* **WORK INSTRUCTION**
The output should be all lines of the entries below in which the word "EmptyQuestion" occurs.

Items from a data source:
______________________________

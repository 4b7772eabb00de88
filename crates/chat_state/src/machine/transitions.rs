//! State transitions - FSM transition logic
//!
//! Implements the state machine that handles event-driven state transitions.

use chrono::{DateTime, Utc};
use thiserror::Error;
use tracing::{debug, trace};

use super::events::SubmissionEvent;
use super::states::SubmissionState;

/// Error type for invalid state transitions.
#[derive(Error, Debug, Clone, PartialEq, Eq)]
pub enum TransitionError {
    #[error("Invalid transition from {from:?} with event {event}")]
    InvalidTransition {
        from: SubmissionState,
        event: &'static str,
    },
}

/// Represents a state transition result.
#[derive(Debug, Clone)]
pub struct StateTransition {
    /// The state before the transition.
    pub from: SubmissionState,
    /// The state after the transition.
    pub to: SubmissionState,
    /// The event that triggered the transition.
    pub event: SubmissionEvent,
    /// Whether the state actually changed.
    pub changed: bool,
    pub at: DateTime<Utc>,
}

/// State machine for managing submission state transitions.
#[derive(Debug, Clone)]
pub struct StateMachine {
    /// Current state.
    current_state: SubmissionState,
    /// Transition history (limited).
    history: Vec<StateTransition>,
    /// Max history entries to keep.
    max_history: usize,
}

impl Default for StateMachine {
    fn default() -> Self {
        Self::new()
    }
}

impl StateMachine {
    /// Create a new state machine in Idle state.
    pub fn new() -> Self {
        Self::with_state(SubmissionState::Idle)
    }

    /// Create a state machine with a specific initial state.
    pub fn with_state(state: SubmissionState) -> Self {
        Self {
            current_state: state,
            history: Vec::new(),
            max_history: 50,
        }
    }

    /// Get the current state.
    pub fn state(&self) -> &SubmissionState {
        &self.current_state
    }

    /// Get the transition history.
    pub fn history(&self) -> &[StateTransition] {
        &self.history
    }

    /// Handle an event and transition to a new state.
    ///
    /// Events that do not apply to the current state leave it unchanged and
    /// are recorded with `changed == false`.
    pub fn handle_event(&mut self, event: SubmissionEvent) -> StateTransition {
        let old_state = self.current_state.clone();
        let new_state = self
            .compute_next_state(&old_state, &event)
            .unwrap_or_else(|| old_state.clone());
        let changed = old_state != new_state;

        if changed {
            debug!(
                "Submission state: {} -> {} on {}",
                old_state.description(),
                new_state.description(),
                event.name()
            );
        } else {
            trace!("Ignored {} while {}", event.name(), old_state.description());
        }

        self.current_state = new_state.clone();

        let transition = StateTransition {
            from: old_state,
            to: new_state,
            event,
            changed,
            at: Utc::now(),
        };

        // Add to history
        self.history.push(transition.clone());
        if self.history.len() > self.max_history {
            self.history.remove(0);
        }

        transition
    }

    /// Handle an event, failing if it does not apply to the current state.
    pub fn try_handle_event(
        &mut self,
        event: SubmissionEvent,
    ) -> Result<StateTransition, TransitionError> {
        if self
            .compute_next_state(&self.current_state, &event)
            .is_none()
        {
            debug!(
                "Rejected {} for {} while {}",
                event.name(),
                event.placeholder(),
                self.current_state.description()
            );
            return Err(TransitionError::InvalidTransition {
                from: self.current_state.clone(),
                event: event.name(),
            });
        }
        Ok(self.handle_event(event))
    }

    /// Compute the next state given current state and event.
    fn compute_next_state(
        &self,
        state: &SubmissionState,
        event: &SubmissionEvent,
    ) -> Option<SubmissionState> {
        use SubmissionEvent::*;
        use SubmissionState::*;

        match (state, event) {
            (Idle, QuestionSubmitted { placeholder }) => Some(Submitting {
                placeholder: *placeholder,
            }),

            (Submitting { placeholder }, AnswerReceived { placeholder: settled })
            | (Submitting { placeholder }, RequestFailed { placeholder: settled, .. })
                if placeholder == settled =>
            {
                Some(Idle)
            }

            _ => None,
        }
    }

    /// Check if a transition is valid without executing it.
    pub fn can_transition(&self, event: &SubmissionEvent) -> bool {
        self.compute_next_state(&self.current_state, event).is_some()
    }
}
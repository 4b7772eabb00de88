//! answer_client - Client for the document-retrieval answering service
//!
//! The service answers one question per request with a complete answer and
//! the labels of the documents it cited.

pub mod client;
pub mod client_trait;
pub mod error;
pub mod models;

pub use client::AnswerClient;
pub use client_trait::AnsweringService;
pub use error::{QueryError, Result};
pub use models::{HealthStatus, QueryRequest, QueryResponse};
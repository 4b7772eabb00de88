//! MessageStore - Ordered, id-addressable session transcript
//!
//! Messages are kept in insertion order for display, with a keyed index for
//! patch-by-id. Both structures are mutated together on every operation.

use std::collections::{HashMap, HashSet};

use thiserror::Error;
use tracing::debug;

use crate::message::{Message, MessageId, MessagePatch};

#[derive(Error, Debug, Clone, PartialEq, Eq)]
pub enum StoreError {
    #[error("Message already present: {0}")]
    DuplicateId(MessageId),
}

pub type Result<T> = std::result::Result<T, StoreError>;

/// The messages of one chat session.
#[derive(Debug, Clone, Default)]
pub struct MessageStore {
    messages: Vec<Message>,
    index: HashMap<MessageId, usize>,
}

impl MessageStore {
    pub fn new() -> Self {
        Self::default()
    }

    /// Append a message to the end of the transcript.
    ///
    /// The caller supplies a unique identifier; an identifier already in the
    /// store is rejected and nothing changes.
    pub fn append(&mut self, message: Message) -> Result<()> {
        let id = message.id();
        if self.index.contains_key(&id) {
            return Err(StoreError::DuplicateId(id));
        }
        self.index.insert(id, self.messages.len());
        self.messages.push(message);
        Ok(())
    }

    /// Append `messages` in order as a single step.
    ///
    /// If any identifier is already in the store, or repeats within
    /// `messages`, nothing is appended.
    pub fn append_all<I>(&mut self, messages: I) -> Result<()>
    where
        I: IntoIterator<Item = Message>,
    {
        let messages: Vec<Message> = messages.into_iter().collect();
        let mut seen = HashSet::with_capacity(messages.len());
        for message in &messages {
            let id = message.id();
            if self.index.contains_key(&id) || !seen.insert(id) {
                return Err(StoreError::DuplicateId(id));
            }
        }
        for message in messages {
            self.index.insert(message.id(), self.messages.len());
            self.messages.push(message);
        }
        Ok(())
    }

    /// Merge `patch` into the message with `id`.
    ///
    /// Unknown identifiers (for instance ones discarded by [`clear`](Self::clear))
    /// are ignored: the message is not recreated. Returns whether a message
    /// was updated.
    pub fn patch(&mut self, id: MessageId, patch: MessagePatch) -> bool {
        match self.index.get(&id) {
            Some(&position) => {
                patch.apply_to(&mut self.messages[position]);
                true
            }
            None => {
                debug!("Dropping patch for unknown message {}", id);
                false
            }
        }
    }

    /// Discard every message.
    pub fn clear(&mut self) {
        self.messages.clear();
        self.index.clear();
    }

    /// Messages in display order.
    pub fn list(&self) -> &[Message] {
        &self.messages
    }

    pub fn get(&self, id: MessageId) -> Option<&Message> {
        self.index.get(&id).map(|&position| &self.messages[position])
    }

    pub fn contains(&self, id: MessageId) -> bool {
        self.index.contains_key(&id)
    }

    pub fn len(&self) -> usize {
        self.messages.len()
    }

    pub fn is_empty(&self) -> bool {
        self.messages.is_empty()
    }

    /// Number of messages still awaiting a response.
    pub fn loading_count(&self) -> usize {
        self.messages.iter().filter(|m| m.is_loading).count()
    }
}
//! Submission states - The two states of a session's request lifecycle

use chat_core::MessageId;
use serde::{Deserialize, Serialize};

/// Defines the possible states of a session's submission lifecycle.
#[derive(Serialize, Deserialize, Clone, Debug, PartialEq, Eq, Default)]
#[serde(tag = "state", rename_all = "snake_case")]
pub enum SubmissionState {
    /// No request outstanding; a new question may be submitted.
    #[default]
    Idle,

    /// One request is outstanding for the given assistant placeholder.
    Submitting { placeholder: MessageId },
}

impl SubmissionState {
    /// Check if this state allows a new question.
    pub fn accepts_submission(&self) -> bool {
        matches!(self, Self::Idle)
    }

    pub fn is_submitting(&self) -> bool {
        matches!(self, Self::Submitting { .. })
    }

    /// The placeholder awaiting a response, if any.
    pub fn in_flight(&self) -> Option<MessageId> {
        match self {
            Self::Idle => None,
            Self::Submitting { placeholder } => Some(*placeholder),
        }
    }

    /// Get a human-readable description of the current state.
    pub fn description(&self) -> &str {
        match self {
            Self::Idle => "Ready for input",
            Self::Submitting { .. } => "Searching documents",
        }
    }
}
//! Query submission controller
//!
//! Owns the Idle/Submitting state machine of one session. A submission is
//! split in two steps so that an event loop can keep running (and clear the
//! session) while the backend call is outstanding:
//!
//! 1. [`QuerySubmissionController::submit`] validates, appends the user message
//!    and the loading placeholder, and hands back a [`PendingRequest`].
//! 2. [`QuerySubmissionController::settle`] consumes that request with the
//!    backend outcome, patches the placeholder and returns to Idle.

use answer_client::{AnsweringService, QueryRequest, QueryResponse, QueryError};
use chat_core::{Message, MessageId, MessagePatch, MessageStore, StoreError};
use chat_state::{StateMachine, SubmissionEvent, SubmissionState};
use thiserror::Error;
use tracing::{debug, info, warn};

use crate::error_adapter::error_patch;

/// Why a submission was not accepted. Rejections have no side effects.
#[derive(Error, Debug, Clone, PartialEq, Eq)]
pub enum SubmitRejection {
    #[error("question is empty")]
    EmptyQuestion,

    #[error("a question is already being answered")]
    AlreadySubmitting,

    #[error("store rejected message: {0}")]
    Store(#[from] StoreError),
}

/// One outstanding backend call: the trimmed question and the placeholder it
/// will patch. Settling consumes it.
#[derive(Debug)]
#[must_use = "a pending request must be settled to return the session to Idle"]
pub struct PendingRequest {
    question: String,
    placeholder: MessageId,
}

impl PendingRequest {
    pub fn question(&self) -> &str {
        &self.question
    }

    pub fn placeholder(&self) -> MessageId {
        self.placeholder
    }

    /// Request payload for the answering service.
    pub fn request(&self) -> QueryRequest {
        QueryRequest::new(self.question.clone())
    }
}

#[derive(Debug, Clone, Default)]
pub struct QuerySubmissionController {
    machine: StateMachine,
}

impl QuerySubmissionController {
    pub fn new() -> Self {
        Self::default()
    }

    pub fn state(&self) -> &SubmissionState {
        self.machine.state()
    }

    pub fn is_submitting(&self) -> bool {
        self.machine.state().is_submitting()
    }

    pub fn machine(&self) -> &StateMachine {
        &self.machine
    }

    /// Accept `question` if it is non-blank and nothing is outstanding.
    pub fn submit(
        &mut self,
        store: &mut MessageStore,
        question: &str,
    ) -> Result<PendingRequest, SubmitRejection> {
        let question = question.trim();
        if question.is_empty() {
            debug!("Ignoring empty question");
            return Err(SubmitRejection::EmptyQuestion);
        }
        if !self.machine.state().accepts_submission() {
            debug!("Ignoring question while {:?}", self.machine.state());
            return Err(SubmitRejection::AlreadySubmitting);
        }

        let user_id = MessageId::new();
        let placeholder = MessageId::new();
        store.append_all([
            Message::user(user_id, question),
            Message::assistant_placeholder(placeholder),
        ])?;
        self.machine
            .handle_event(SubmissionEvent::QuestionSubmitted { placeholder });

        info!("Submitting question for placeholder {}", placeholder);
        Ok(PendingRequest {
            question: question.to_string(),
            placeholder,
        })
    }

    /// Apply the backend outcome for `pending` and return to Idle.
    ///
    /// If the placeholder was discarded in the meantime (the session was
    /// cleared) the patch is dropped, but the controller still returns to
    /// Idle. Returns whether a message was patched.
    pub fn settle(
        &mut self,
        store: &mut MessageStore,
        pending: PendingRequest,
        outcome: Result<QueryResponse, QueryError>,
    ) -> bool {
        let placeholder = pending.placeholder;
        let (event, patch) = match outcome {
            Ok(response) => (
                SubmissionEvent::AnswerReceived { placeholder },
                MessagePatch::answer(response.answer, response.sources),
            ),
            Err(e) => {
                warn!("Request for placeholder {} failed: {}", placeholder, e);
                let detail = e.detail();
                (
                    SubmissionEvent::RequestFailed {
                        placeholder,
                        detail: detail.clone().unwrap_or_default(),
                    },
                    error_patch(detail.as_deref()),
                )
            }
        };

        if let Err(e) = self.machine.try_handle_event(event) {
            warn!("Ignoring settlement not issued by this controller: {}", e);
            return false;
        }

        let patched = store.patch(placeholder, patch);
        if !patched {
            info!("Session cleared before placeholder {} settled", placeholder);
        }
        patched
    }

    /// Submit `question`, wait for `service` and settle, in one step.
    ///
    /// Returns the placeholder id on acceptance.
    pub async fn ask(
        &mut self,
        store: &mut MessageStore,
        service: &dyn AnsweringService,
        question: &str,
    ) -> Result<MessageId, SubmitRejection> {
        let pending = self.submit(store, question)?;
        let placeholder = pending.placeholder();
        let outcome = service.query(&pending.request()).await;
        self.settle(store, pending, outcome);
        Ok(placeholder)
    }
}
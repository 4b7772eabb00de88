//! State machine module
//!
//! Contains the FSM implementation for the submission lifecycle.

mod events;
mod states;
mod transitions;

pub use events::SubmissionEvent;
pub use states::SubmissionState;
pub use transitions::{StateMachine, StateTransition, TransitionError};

______________________________

* **RESPONSE AREA**
    EmptyQuestion,
            return Err(SubmitRejection::EmptyQuestion);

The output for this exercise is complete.